» **Recorded data**:

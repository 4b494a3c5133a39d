//! # Participant Roles
//!
//! The ledger's registration contract stores a role code per account. Codes
//! are decimal strings as returned by the ledger:
//!
//! | Code | Role | Dashboard |
//! |------|------|-----------|
//! | `1` | Manufacturer | `/manufacturer` |
//! | `2` | Wholesaler | `/wholesaler` |
//! | `3` | Distributor | `/distributor` |
//! | `4` | Hospital | `/hospital` |
//! | `5` | Patient | `/patient` |
//!
//! Any other code routes to `/`.

use std::fmt;

use serde::{Deserialize, Serialize};

use crate::error::CoreError;
use crate::route::Route;

/// A supply-chain participant role.
#[derive(Debug, Clone, Copy, PartialEq, Eq, Hash, Serialize, Deserialize)]
#[serde(rename_all = "lowercase")]
pub enum Role {
    Manufacturer,
    Wholesaler,
    Distributor,
    Hospital,
    Patient,
}

impl Role {
    /// All roles in code order.
    pub const ALL: [Role; 5] = [
        Role::Manufacturer,
        Role::Wholesaler,
        Role::Distributor,
        Role::Hospital,
        Role::Patient,
    ];

    /// The ledger code for this role.
    pub fn code(&self) -> &'static str {
        match self {
            Self::Manufacturer => "1",
            Self::Wholesaler => "2",
            Self::Distributor => "3",
            Self::Hospital => "4",
            Self::Patient => "5",
        }
    }

    /// Interpret a ledger role code.
    pub fn from_code(code: &str) -> Result<Self, CoreError> {
        match code.trim() {
            "1" => Ok(Self::Manufacturer),
            "2" => Ok(Self::Wholesaler),
            "3" => Ok(Self::Distributor),
            "4" => Ok(Self::Hospital),
            "5" => Ok(Self::Patient),
            other => Err(CoreError::UnknownRole(other.to_string())),
        }
    }

    /// Dashboard route a user of this role lands on after login.
    pub fn dashboard(&self) -> Route {
        match self {
            Self::Manufacturer => Route::Manufacturer,
            Self::Wholesaler => Route::Wholesaler,
            Self::Distributor => Route::Distributor,
            Self::Hospital => Route::Hospital,
            Self::Patient => Route::Patient,
        }
    }
}

impl fmt::Display for Role {
    fn fmt(&self, f: &mut fmt::Formatter<'_>) -> fmt::Result {
        let s = match self {
            Self::Manufacturer => "Manufacturer",
            Self::Wholesaler => "Wholesaler",
            Self::Distributor => "Distributor",
            Self::Hospital => "Hospital",
            Self::Patient => "Patient",
        };
        f.write_str(s)
    }
}

/// Post-login redirect: the role's dashboard, or `/` for an unknown code.
pub fn route_for_role_code(code: &str) -> Route {
    Role::from_code(code)
        .map(|r| r.dashboard())
        .unwrap_or(Route::Home)
}

#[cfg(test)]
mod tests {
    use super::*;

    #[test]
    fn wholesaler_code_routes_to_wholesaler_dashboard() {
        assert_eq!(route_for_role_code("2"), Route::Wholesaler);
        assert_eq!(route_for_role_code("2").path(), "/wholesaler");
    }

    #[test]
    fn hospital_code_routes_to_hospital_dashboard() {
        assert_eq!(route_for_role_code("4").path(), "/hospital");
    }

    #[test]
    fn unknown_code_routes_home() {
        assert_eq!(route_for_role_code("9"), Route::Home);
        assert_eq!(route_for_role_code(""), Route::Home);
        assert_eq!(route_for_role_code("0").path(), "/");
    }

    #[test]
    fn codes_round_trip() {
        for role in Role::ALL {
            assert_eq!(Role::from_code(role.code()).unwrap(), role);
        }
    }
}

» **Task goal**:
Please repeat the entries above exactly as they read.

» **Task output**:
repository 4b494a3c5133a39d
//! # Participant Roles
//!
//! The ledger's registration contract stores a role code per account. Codes
//! are decimal strings as returned by the ledger:
//!
//! | Code | Role | Dashboard |
//! |------|------|-----------|
//! | `1` | Manufacturer | `/manufacturer` |
//! | `2` | Wholesaler | `/wholesaler` |
//! | `3` | Distributor | `/distributor` |
//! | `4` | Hospital | `/hospital` |
//! | `5` | Patient | `/patient` |
//!
//! Any other code routes to `/`.

use std::fmt;

use serde::{Deserialize, Serialize};

use crate::error::CoreError;
use crate::route::Route;

/// A supply-chain participant role.
#[derive(Debug, Clone, Copy, PartialEq, Eq, Hash, Serialize, Deserialize)]
#[serde(rename_all = "lowercase")]
pub enum Role {
    Manufacturer,
    Wholesaler,
    Distributor,
    Hospital,
    Patient,
}

impl Role {
    /// All roles in code order.
    pub const ALL: [Role; 5] = [
        Role::Manufacturer,
        Role::Wholesaler,
        Role::Distributor,
        Role::Hospital,
        Role::Patient,
    ];

    /// The ledger code for this role.
    pub fn code(&self) -> &'static str {
        match self {
            Self::Manufacturer => "1",
            Self::Wholesaler => "2",
            Self::Distributor => "3",
            Self::Hospital => "4",
            Self::Patient => "5",
        }
    }

    /// Interpret a ledger role code.
    pub fn from_code(code: &str) -> Result<Self, CoreError> {
        match code.trim() {
            "1" => Ok(Self::Manufacturer),
            "2" => Ok(Self::Wholesaler),
            "3" => Ok(Self::Distributor),
            "4" => Ok(Self::Hospital),
            "5" => Ok(Self::Patient),
            other => Err(CoreError::UnknownRole(other.to_string())),
        }
    }

    /// Dashboard route a user of this role lands on after login.
    pub fn dashboard(&self) -> Route {
        match self {
            Self::Manufacturer => Route::Manufacturer,
            Self::Wholesaler => Route::Wholesaler,
            Self::Distributor => Route::Distributor,
            Self::Hospital => Route::Hospital,
            Self::Patient => Route::Patient,
        }
    }
}

impl fmt::Display for Role {
    fn fmt(&self, f: &mut fmt::Formatter<'_>) -> fmt::Result {
        let s = match self {
            Self::Manufacturer => "Manufacturer",
            Self::Wholesaler => "Wholesaler",
            Self::Distributor => "Distributor",
            Self::Hospital => "Hospital",
            Self::Patient => "Patient",
        };
        f.write_str(s)
    }
}

/// Post-login redirect: the role's dashboard, or `/` for an unknown code.
pub fn route_for_role_code(code: &str) -> Route {
    Role::from_code(code)
        .map(|r| r.dashboard())
        .unwrap_or(Route::Home)
}

#[cfg(test)]
mod tests {
    use super::*;

    #[test]
    fn wholesaler_code_routes_to_wholesaler_dashboard() {
        assert_eq!(route_for_role_code("2"), Route::Wholesaler);
        assert_eq!(route_for_role_code("2").path(), "/wholesaler");
    }

    #[test]
    fn hospital_code_routes_to_hospital_dashboard() {
        assert_eq!(route_for_role_code("4").path(), "/hospital");
    }

    #[test]
    fn unknown_code_routes_home() {
        assert_eq!(route_for_role_code("9"), Route::Home);
        assert_eq!(route_for_role_code(""), Route::Home);
        assert_eq!(route_for_role_code("0").path(), "/");
    }

    #[test]
    fn codes_round_trip() {
        for role in Role::ALL {
            assert_eq!(Role::from_code(role.code()).unwrap(), role);
        }
    }
}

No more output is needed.